The Importance of MRI
Each year, nearly 320,000 pacemakers are implanted in patients in the U.S. Additionally, around 40 million MRI scans are performed per year – a number that is continuing to grow. With the prevalence and necessity for both of these innovative technologies, approximately 200,000 people annually have not been able to receive MRI due to potential pacemaker complications.

Often, this can be a detriment to patients.

When compared with other diagnostic imaging procedures, such as CT scans or X-rays, MRI is usually preferred by physicians because it provides a level of detail and clarity not offered by other imaging methods. Dr. Donald Cornforth, founder of SJCH’s Quest Imaging, elaborates on the benefits of MRI.

“For injuries to important areas such as the brain, spine and joints, other methods of diagnosis can’t compare with the sophistication of MRI,” Cornforth said. “The key to MRI technology is that it shows cartilage and ligaments, whereas X-rays and CT scans are not able to show that level of detail.”

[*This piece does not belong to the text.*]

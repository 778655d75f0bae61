mod select;
mod text_input;

pub use select::{Select, SelectEvent, SelectOption};
pub use text_input::{TextInput, TextInputEvent};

For some patients, this can mean the need for invasive procedures not only to fix a problem, but simply to diagnose the pain or illness.

“Take, for example, a person having joint problems,” Cornforth said, “If you weren’t able to perform an MRI, it could mean having to do surgery just to find out what is wrong with the joint. Similarly with a brain tumor or stroke, we could perform a CT scan for diagnosis, but it’s much less thorough than MRI.”

“With MRI becoming more and more popular for diagnosis, it’s important that we work diligently to provide cutting-edge technology for our patients that won’t inhibit their future options,” said Mike Pelzer, director of the SJCH Cath Lab. “By having the MRI-compatible pacemaker available, we can give our patients the best of both worlds.”

With its long list of community firsts – including being the first hospital in Kern County to perform open-heart surgery – SJCH has been a pioneer in bringing new and innovative technology to Kern County. Now, patients who come to SJCH in need of a pacemaker will leave knowing that having it won’t limit future diagnostic options. For SJCH staff and physicians, working hard for the betterment of the community, has always been priority number one. When such skill and compassion merge with the latest technology, everyone wins – especially the patient. Just ask Abraham Morales.

“The doctors, nurses and everyone at the hospital were great,” Morales said. “When I first got to the hospital I could barely walk and was having a lot of trouble breathing. But now, I feel great. It’s truly amazing.”